Any emergency procedures
When there is a less able bodied pupil attending the trip, the leading teacher will take a visit to the site themselves to evaluate the location and the facilities. This is so they can make sure that no child will miss out. They also take a visit to plan activities accordingly and to talk to any personnel that may work within the location of the visit, and to set out a timetable of the activities.
Are the adult: child ratio’s different?
Yes the ratios are different, and these depend on the location of the visit.
What are your roles and responsibilities?
I have done quite a few school trips, some have been to support my son during a school visit and have travelled either via the school mini bus or and in one instance myself and my son travelled by our own means of transport.
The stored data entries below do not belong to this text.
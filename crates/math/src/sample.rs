//! Sampling: centered-binomial noise ([`cbd16`]) and rejection-uniform
//! ([`reject_uniform`]).

use crate::{N, NOISE_BYTES, Q, reduce::csubq};

/// SHAKE-128 output rate in bytes (one Keccak-f[1600] squeeze).
pub const SHAKE128_RATE: usize = 168;

/// Centered binomial distribution with k = 16: 4096 random bytes -> 1024
/// coefficients in `{-16, ..., 16}`, stored reduced mod q.
///
/// Every coefficient consumes one little-endian `u32`; the popcounts of its
/// low and high halves are subtracted. No branch depends on `buf`.
pub fn cbd16(r: &mut [u16; N], buf: &[u8; NOISE_BYTES]) {
    for (c, chunk) in r.iter_mut().zip(buf.chunks_exact(4)) {
        let t = u32::from_le_bytes([chunk[0], chunk[1], chunk[2], chunk[3]]);
        let mut d = 0u32;
        for j in 0..8 {
            d += (t >> j) & 0x0101_0101;
        }
        let a = ((d >> 8) & 0xff) + (d & 0xff);
        let b = (d >> 24) + ((d >> 16) & 0xff);
        *c = csubq((a + Q as u32 - b) as u16);
    }
}

/// Rejection-sample N uniformly random coefficients in `[0, q)`.
///
/// `fill` supplies successive blocks of XOF output; each 16-bit
/// little-endian word is masked to 14 bits and kept iff it is below q.
/// Returns the number of coefficients written (always N).
pub fn reject_uniform(r: &mut [u16; N], mut fill: impl FnMut(&mut [u8])) -> usize {
    let mut ctr = 0;
    let mut buf = [0u8; SHAKE128_RATE];

    while ctr < N {
        fill(&mut buf);
        for pair in buf.chunks_exact(2) {
            if ctr == N {
                break;
            }
            let val = u16::from_le_bytes([pair[0], pair[1]]) & 0x3fff;
            if val < Q {
                r[ctr] = val;
                ctr += 1;
            }
        }
    }
    ctr
}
When arriving at school we are given the activities schedule and what groups we will be in and the names of the children under our care. We check that all the children have brought everything they need, if not the school does try to provide anything that a child has forgotten or does not own, such a wellingtons, spare clothes etc. We run through the plan before leaving the classroom.
On the mini bus I would support my son, during the journey and help the other two teaching assistants within the mini bus to keep the rest of the children entertained. We normally share out books, maths tasks or we will start some singing. Once we have arrived at the location I am put in charge of a small group of 4 to 5 children which includes my son and I follow one of the leading teachers during the activities.
The last school trip to kingcombe meadows we went hunting within the meadows for wild flowers with a check list, we also caught bugs within nets and did some fishing in the river. I had a small group of 5 children under my care and I helped them with their activities, encouraging them to figure out what bug the found or flower.
I have also helped with a foundation school outing, this was up to the post box outside of the school gate and up the road to post their letters home, as part of their Post Office activities in class. I handed out high-viz vests to every child before we left and was put in charge of three children as we walked in a line up and back to the post box.